Please copy out all lines of the entries that contain the word "config".

+++

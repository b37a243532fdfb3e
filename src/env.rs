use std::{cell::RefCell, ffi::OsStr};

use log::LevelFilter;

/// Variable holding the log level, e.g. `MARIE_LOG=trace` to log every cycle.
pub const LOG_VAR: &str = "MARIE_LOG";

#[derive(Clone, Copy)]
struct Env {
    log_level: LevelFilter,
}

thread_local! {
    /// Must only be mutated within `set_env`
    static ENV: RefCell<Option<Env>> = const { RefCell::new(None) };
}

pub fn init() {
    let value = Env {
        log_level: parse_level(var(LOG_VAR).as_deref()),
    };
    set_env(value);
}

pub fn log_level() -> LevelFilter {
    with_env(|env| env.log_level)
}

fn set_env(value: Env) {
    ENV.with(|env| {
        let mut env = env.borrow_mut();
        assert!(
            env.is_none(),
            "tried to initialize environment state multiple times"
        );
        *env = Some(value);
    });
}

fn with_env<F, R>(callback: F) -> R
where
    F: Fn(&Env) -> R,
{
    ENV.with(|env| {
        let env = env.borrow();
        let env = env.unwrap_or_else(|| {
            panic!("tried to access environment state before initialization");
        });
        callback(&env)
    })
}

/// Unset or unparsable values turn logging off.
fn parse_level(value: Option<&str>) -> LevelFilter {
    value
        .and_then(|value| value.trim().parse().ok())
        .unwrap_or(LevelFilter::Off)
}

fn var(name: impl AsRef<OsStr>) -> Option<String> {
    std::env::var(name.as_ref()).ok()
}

+++

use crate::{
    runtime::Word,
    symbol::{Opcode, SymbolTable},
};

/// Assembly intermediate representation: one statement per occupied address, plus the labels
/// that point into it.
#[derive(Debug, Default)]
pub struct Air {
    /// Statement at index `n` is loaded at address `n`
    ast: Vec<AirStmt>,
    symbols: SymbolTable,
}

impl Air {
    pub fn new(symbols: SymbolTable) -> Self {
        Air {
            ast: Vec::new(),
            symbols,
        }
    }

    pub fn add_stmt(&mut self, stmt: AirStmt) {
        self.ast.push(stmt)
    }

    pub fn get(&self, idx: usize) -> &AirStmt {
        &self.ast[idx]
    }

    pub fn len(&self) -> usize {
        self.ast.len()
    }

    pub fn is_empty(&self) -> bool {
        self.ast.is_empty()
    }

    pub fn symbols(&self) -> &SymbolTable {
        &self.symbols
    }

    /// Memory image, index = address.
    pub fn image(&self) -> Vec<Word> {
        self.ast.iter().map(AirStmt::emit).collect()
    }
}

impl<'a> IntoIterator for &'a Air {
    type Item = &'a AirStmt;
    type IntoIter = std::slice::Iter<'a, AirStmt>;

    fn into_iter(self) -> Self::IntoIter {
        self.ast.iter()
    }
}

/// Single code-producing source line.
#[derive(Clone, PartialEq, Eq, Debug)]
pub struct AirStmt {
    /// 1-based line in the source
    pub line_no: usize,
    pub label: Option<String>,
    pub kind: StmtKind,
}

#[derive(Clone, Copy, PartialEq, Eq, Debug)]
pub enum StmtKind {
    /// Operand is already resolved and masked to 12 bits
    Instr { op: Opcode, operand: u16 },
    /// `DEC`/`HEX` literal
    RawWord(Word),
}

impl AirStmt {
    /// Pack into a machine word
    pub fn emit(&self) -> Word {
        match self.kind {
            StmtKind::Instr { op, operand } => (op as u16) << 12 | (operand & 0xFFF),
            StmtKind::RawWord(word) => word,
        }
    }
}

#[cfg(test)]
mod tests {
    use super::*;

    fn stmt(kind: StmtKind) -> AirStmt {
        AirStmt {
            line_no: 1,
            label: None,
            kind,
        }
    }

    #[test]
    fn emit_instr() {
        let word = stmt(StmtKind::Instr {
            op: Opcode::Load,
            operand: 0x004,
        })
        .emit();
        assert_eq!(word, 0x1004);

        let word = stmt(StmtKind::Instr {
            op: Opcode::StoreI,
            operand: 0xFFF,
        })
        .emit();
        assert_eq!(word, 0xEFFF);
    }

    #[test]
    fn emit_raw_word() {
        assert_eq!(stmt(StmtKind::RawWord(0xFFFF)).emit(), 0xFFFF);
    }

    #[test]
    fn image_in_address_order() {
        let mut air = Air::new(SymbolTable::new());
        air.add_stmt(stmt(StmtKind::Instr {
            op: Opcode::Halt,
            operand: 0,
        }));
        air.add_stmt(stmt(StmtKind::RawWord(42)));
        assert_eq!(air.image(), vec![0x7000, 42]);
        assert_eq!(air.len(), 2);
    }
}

+++

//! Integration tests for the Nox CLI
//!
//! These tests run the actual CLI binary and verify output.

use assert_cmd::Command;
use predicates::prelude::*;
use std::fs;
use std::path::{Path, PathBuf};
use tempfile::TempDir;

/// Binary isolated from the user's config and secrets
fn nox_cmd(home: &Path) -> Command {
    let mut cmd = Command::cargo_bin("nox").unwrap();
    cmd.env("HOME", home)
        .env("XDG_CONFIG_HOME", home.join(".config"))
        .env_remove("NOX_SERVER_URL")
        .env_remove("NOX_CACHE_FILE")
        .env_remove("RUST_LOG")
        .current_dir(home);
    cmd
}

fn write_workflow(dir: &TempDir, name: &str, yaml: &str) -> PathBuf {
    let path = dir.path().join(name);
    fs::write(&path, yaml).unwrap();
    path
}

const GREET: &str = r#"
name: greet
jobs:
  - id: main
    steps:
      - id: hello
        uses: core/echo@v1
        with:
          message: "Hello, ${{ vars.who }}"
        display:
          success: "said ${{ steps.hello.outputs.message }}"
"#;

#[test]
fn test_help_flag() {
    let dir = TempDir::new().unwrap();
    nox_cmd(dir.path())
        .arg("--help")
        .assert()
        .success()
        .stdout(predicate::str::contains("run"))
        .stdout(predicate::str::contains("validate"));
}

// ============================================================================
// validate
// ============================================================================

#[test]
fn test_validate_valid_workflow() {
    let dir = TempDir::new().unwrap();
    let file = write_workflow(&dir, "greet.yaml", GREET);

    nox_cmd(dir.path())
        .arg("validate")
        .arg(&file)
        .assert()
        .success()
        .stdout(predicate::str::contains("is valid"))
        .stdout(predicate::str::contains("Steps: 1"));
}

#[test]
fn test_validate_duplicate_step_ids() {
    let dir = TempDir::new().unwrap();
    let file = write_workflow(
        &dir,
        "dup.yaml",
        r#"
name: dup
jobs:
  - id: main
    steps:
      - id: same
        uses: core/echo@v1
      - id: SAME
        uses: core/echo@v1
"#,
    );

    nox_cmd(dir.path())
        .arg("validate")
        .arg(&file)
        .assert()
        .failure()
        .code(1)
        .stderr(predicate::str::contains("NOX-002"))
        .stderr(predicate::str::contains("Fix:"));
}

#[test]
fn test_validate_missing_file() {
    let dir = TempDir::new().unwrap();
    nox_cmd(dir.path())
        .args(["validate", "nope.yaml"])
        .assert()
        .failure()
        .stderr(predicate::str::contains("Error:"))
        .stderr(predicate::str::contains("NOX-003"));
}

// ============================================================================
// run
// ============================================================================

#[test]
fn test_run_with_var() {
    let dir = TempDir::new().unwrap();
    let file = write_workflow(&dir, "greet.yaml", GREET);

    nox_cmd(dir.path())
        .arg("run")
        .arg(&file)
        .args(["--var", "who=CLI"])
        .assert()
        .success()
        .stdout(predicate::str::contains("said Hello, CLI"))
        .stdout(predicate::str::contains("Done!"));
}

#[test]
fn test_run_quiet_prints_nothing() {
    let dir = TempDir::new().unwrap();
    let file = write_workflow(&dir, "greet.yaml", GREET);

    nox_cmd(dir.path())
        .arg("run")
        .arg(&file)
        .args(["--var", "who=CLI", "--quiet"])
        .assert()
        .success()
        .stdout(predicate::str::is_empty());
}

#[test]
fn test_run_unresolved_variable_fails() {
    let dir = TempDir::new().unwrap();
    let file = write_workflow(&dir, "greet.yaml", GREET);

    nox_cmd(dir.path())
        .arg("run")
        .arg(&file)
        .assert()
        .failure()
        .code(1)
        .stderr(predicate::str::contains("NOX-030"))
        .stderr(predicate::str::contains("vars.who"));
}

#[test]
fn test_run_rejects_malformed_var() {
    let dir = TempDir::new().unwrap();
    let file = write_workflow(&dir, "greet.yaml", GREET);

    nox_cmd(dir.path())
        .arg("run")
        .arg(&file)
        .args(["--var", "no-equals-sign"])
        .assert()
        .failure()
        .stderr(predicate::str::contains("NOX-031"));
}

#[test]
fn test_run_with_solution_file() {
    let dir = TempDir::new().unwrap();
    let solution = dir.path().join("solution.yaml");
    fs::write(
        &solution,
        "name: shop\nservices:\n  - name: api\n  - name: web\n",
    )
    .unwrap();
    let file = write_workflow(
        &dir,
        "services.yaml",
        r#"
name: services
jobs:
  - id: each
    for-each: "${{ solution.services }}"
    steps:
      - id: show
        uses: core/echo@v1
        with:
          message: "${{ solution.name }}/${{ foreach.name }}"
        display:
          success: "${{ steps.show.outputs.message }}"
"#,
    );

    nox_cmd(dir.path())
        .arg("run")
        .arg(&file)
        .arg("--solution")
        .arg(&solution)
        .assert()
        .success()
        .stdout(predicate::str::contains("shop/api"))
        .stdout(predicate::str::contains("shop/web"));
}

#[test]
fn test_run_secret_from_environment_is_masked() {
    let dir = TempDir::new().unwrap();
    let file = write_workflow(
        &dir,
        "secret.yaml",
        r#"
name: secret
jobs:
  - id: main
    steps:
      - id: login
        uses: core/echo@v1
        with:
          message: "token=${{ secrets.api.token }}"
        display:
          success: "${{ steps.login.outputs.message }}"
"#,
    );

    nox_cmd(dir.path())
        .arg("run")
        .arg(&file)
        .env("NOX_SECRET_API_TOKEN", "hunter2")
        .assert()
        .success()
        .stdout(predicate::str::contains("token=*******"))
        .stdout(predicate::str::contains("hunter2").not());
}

+++

_Response area_
/// Binary isolated from the user's config and secrets
        .env("XDG_CONFIG_HOME", home.join(".config"))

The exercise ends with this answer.